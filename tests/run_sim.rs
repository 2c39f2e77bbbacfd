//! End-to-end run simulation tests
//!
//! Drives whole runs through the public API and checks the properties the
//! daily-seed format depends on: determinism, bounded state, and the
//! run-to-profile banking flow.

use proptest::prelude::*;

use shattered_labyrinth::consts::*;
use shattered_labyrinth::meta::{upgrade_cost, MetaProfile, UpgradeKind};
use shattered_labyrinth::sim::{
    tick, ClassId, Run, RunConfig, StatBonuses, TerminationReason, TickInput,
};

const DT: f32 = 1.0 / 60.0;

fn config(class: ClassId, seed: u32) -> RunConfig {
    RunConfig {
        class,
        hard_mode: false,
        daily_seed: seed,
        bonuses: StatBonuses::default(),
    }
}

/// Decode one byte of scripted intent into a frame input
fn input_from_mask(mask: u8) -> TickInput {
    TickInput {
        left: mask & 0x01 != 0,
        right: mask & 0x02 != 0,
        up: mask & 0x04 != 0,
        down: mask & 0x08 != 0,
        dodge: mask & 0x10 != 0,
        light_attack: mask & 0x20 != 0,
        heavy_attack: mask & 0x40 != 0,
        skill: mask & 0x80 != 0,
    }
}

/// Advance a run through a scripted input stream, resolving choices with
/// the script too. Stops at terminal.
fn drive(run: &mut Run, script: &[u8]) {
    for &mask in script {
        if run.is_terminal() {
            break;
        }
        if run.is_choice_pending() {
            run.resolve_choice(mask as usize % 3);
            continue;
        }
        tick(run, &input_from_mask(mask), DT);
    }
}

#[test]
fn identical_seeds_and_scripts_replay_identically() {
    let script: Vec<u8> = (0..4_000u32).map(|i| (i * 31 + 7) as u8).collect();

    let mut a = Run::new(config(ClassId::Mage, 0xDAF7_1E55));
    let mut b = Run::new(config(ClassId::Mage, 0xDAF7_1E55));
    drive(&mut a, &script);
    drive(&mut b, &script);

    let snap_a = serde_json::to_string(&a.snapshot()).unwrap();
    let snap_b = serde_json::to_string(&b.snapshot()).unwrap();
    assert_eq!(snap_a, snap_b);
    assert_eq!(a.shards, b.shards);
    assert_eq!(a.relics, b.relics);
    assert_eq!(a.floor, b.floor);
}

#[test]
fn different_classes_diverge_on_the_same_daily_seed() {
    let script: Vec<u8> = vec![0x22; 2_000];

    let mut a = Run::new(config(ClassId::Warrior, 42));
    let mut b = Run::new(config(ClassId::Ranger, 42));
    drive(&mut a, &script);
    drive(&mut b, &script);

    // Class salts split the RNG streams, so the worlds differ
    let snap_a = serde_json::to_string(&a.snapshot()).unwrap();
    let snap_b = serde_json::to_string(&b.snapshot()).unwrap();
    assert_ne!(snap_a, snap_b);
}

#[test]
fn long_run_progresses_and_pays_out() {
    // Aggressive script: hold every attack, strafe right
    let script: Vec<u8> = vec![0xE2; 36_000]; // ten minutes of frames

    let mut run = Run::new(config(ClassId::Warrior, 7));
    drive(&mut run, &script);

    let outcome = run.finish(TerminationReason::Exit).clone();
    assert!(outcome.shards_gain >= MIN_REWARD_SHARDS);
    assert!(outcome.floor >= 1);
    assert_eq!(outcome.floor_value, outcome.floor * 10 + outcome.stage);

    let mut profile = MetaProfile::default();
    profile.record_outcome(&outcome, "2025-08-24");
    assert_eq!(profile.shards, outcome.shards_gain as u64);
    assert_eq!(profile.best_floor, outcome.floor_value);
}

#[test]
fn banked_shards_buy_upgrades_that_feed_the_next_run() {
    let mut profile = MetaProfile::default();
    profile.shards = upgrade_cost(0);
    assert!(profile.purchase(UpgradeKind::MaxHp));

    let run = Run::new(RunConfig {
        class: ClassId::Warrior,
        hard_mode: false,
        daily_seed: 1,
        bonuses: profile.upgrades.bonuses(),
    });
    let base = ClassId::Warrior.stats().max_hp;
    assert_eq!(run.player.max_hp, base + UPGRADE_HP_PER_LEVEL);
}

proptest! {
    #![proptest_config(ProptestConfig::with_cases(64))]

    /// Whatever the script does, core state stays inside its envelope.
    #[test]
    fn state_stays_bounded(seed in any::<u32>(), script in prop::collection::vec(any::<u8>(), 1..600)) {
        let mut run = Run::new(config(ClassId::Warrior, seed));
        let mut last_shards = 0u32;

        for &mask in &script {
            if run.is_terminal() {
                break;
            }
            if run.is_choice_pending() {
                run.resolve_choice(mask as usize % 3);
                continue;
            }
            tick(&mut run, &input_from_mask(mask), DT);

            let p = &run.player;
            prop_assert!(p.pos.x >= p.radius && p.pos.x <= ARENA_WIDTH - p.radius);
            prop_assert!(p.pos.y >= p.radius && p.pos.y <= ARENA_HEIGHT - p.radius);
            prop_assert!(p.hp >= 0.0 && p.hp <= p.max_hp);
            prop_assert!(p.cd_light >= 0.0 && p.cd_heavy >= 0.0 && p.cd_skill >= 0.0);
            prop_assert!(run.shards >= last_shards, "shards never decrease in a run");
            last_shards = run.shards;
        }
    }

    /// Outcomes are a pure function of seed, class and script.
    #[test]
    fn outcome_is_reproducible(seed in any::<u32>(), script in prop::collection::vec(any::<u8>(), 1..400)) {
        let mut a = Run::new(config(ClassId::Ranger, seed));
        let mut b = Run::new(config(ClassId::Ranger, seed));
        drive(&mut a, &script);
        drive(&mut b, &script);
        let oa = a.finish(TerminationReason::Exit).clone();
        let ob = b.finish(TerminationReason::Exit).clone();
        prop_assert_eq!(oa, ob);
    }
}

========

- WORK TO COMPLETE
What lines in the listing above contain the word "StatBonuses"? Show each one.

- REPLY TO THE TASK
    tick, ClassId, Run, RunConfig, StatBonuses, TerminationReason, TickInput,
        bonuses: StatBonuses::default(),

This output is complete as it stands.